Believe it or not, ancient civilizations used to worship the idea of being pale. Pale pallors meant that you weren't toiling in the fields with the masses. Light complexions were a sign of high status, and both men and women often applied cosmetic concoctions to lighten their look.

But in America, it was the decade of the '40s that had popular magazines touting the benefits of sunbathing. Movies and media of the '50s and '60s strengthened the linkage between being tan and living healthy, fun-filled lifestyles. In 1978, the first tanning beds hit America by storm, offering the tan look without the need for time and real sun. And over the last decade, self-tanning lotions and spray-on tan application systems have gained in popularity.
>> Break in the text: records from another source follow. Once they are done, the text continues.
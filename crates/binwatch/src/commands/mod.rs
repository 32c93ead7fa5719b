//! Command dispatch: bridges CLI args -> monitor calls -> output formatting.

pub mod bins;
pub mod config_cmd;
pub mod demo;
pub mod notifications;
pub mod stats;
pub mod status;
pub mod util;
pub mod watch;

use binwatch_core::Monitor;

use crate::cli::{Command, GlobalOpts};
use crate::error::CliError;

/// Dispatch a backend-bound command to the appropriate handler.
pub async fn dispatch(cmd: Command, monitor: &Monitor, global: &GlobalOpts) -> Result<(), CliError> {
    match cmd {
        Command::Status => status::handle(monitor, global).await,
        Command::Bins(args) => bins::handle(monitor, args, global).await,
        Command::Notifications(args) => notifications::handle(monitor, args, global).await,
        Command::Stats(args) => stats::handle(monitor, args, global).await,
        Command::Demo(args) => demo::handle(monitor, args, global).await,
        Command::Watch(_) => watch::handle(monitor, global).await,
        // Config and Completions are handled before dispatch
        Command::Config(_) | Command::Completions(_) => unreachable!(),
    }
}
//! Settings screen: connection details, backend health, and the demo
//! controls (reset, simulate, refresh).

use std::collections::VecDeque;
use std::sync::Arc;

use chrono::{DateTime, Local};
use color_eyre::eyre::Result;
use crossterm::event::{KeyCode, KeyEvent};
use ratatui::Frame;
use ratatui::layout::{Constraint, Layout, Rect};
use ratatui::style::Style;
use ratatui::text::{Line, Span};
use ratatui::widgets::{Block, BorderType, Borders, Paragraph};

use binwatch_core::{BackendStatus, ManualAction, MonitorConfig, PollerState, Snapshot};

use crate::action::{Action, ConfirmAction};
use crate::component::Component;
use crate::theme;
use crate::widgets::time_fmt::local_time;

const ACTIVITY_LOG_LEN: usize = 8;

#[derive(Debug, Clone, PartialEq, Eq)]
struct ActivityEntry {
    at: DateTime<Local>,
    action: ManualAction,
    outcome: Result<String, String>,
}

#[derive(Debug, Clone, PartialEq, Eq)]
enum BackendHealth {
    Unknown,
    Checking,
    Loaded(BackendStatus),
    Failed(String),
}

pub struct SettingsScreen {
    focused: bool,
    backend_url: String,
    poll_interval: std::time::Duration,
    timeout: std::time::Duration,
    snapshot: Option<Arc<Snapshot>>,
    health: BackendHealth,
    poller: PollerState,
    /// Newest first.
    activity: VecDeque<ActivityEntry>,
}

impl SettingsScreen {
    pub fn new(config: &MonitorConfig) -> Self {
        Self {
            focused: false,
            backend_url: config.url.to_string(),
            poll_interval: config.poll_interval,
            timeout: config.timeout,
            snapshot: None,
            health: BackendHealth::Unknown,
            poller: PollerState::Idle,
            activity: VecDeque::with_capacity(ACTIVITY_LOG_LEN),
        }
    }

    fn record(&mut self, action: ManualAction, outcome: &Result<String, String>) {
        self.activity.push_front(ActivityEntry {
            at: Local::now(),
            action,
            outcome: outcome.clone(),
        });
        self.activity.truncate(ACTIVITY_LOG_LEN);
    }

    fn connection_lines(&self) -> Vec<Line<'static>> {
        let label = |text: &'static str| Span::styled(format!("  {text:<14}"), theme::key_hint());
        let value = |text: String| Span::styled(text, theme::table_row());

        let interval = if self.poll_interval.is_zero() {
            "disabled".to_owned()
        } else {
            humantime::format_duration(self.poll_interval).to_string()
        };
        let (total, updated) = self.snapshot.as_ref().map_or_else(
            || ("-".to_owned(), "never".to_owned()),
            |s| (s.stats.total_bins.to_string(), local_time(s.fetched_at)),
        );

        let health = match &self.health {
            BackendHealth::Unknown => Span::styled("not checked", theme::key_hint()),
            BackendHealth::Checking => {
                Span::styled("checking…", Style::default().fg(theme::WARNING))
            }
            BackendHealth::Loaded(status) if status.is_active() => Span::styled(
                format!("● {} ({} bins)", status.status, status.bins_count),
                Style::default().fg(theme::SUCCESS),
            ),
            BackendHealth::Loaded(status) => Span::styled(
                format!("◐ {}", status.status),
                Style::default().fg(theme::WARNING),
            ),
            BackendHealth::Failed(e) => {
                Span::styled(format!("○ {e}"), Style::default().fg(theme::ERROR))
            }
        };
        let poller = match self.poller {
            PollerState::Idle => Span::styled("idle", Style::default().fg(theme::SUCCESS)),
            state => Span::styled(state.to_string(), Style::default().fg(theme::WARNING)),
        };

        vec![
            Line::from(""),
            Line::from(vec![label("Backend"), value(self.backend_url.clone())]),
            Line::from(vec![label("Poll interval"), value(interval)]),
            Line::from(vec![
                label("Timeout"),
                value(humantime::format_duration(self.timeout).to_string()),
            ]),
            Line::from(""),
            Line::from(vec![label("Status"), health]),
            Line::from(vec![label("Poller"), poller]),
            Line::from(vec![label("Total bins"), value(total)]),
            Line::from(vec![label("Last update"), value(updated)]),
        ]
    }

    fn activity_lines(&self) -> Vec<Line<'static>> {
        if self.activity.is_empty() {
            return vec![Line::from(Span::styled(
                "  No actions yet",
                theme::key_hint(),
            ))];
        }
        self.activity
            .iter()
            .map(|entry| {
                let (icon, color, text) = match &entry.outcome {
                    Ok(msg) => ("✓", theme::SUCCESS, msg.clone()),
                    Err(e) => ("✗", theme::ERROR, e.clone()),
                };
                Line::from(vec![
                    Span::styled(format!("  {} ", entry.at.format("%H:%M:%S")), theme::key_hint()),
                    Span::styled(format!("{icon} "), Style::default().fg(color)),
                    Span::styled(format!("{:<16}", entry.action.to_string()), theme::table_row()),
                    Span::styled(text, Style::default().fg(color)),
                ])
            })
            .collect()
    }
}

impl Component for SettingsScreen {
    fn handle_key_event(&mut self, key: KeyEvent) -> Result<Option<Action>> {
        let action = match key.code {
            KeyCode::Char('r') => Some(Action::ShowConfirm(ConfirmAction::ResetDemoData)),
            KeyCode::Char('s') => Some(Action::RequestSimulate),
            KeyCode::Char('p') => Some(Action::RequestRefresh),
            KeyCode::Char('b') => Some(Action::RequestBackendStatus),
            _ => None,
        };
        Ok(action)
    }

    fn update(&mut self, action: &Action) -> Result<Option<Action>> {
        match action {
            Action::SnapshotUpdated(snapshot) => self.snapshot = Some(Arc::clone(snapshot)),
            Action::PollerStateChanged(state) => self.poller = *state,
            Action::RequestBackendStatus => self.health = BackendHealth::Checking,
            Action::BackendStatusLoaded(Ok(status)) => {
                self.health = BackendHealth::Loaded(status.clone());
            }
            Action::BackendStatusLoaded(Err(e)) => self.health = BackendHealth::Failed(e.clone()),
            Action::ActionFinished { action, outcome } => self.record(*action, outcome),
            _ => {}
        }
        Ok(None)
    }

    fn render(&self, frame: &mut Frame, area: Rect) {
        let rows = Layout::vertical([Constraint::Length(12), Constraint::Min(4)]).split(area);

        let conn = Block::default()
            .title(" Connection ")
            .title_style(theme::title_style())
            .borders(Borders::ALL)
            .border_type(BorderType::Rounded)
            .border_style(theme::border(self.focused));
        frame.render_widget(Paragraph::new(self.connection_lines()).block(conn), rows[0]);

        let log = Block::default()
            .title(" Activity ")
            .title_style(theme::title_style())
            .borders(Borders::ALL)
            .border_type(BorderType::Rounded)
            .border_style(theme::border(false));
        frame.render_widget(Paragraph::new(self.activity_lines()).block(log), rows[1]);
    }

    fn set_focused(&mut self, focused: bool) {
        self.focused = focused;
    }

    fn key_hints(&self) -> &'static [(&'static str, &'static str)] {
        &[
            ("r", "reset demo"),
            ("s", "simulate"),
            ("p", "poll now"),
            ("b", "backend status"),
        ]
    }
}

#[cfg(test)]
#[allow(clippy::unwrap_used)]
mod tests {
    use pretty_assertions::assert_eq;
    use ratatui::Terminal;
    use ratatui::backend::TestBackend;

    use super::*;
    use crate::fixtures::buffer_text;

    fn screen() -> SettingsScreen {
        SettingsScreen::new(&MonitorConfig::new("http://bins.local:8000".parse().unwrap()))
    }

    #[test]
    fn reset_asks_for_confirmation() {
        let mut screen = screen();
        let action = screen.handle_key_event(KeyEvent::from(KeyCode::Char('r'))).unwrap();
        assert!(matches!(
            action,
            Some(Action::ShowConfirm(ConfirmAction::ResetDemoData))
        ));
        let action = screen.handle_key_event(KeyEvent::from(KeyCode::Char('s'))).unwrap();
        assert!(matches!(action, Some(Action::RequestSimulate)));
    }

    #[test]
    fn activity_log_is_bounded_and_newest_first() {
        let mut screen = screen();
        for i in 0..ACTIVITY_LOG_LEN + 3 {
            screen
                .update(&Action::ActionFinished {
                    action: ManualAction::SimulateUpdate,
                    outcome: Ok(format!("run {i}")),
                })
                .unwrap();
        }
        assert_eq!(screen.activity.len(), ACTIVITY_LOG_LEN);
        assert_eq!(
            screen.activity.front().map(|e| e.outcome.clone()),
            Some(Ok(format!("run {}", ACTIVITY_LOG_LEN + 2)))
        );
    }

    #[test]
    fn backend_status_moves_from_checking_to_loaded() {
        let mut screen = screen();
        screen.update(&Action::RequestBackendStatus).unwrap();
        assert_eq!(screen.health, BackendHealth::Checking);

        let status = BackendStatus {
            message: "Smart Dustbin API".into(),
            status: "active".into(),
            bins_count: 12,
        };
        screen
            .update(&Action::BackendStatusLoaded(Ok(status.clone())))
            .unwrap();
        assert_eq!(screen.health, BackendHealth::Loaded(status));
    }

    #[test]
    fn renders_connection_and_failures() {
        let mut screen = screen();
        screen
            .update(&Action::ActionFinished {
                action: ManualAction::ResetDemoData,
                outcome: Err("Backend error (HTTP 500): boom".into()),
            })
            .unwrap();

        let mut terminal = Terminal::new(TestBackend::new(100, 24)).unwrap();
        terminal.draw(|f| screen.render(f, f.area())).unwrap();
        let text = buffer_text(terminal.backend().buffer());

        assert!(text.contains("http://bins.local:8000/"), "{text}");
        assert!(text.contains("30s"), "{text}");
        assert!(text.contains("reset-demo-data"), "{text}");
        assert!(text.contains("HTTP 500"), "{text}");
    }
}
However, the "look" of a healthy tan doesn't necessarily match up with the facts about tanning. Like our sun, tanning beds emit ultraviolet radiation that causes a substance in the skin called melanin to darken, producing a wide range of tan skin tones. Most tanning beds produce a mixture of UVA and UVB rays, causing both primary (and quick) skin darkening and delayed tanning. Suggested lotions and limited exposures are designed to prevent the natural damaging effects of UV radiation.

But all is not perfect with tanning and tanning beds. The darkening of melanin, by definition, is the body's defense mechanism to damage. Exposure to UV radiation has been directly linked to the development of skin cancer, cataracts, compromised immune systems, and the premature aging and wrinkling of skin. In fact, according to Internet sources, the U.S. Public Health Service classifies ultraviolet radiation, like that produced by sun lamps and tanning beds, as a human carcinogen. And the World Health Organization strongly objects to the use of tanning beds for cosmetic reasons, especially in young people.

I think pure science isn't the end-all to this issue, either. Factors like genetic predisposition, quality of tanning equipment, and common sense thinking have to come into play.

And then there's human nature ... that great desire to cheat any given system ... that has to put in its two cents. According to my niece, several of her friends tan at two different "salons" in a given day ... that's a no-no. Others sweet-talk the attendants into letting them go longer in the beds than suggested. And my niece has three immediate relatives who have battled cancer, so I'd like to shake her 'til she sees stars ... and the light ... about risking her health for temporarily darker skin.

So as I drive away from my old high school, I look in my rearview mirror and see young modern women wearing shades of skin that nature DID NOT provide. And I imagine them in another 10 years with dermis like shoe leather. Not a pretty picture!

POINT OF RANT: There is no definite answer to this one ... your transitory appearance vs. your health ... you decide.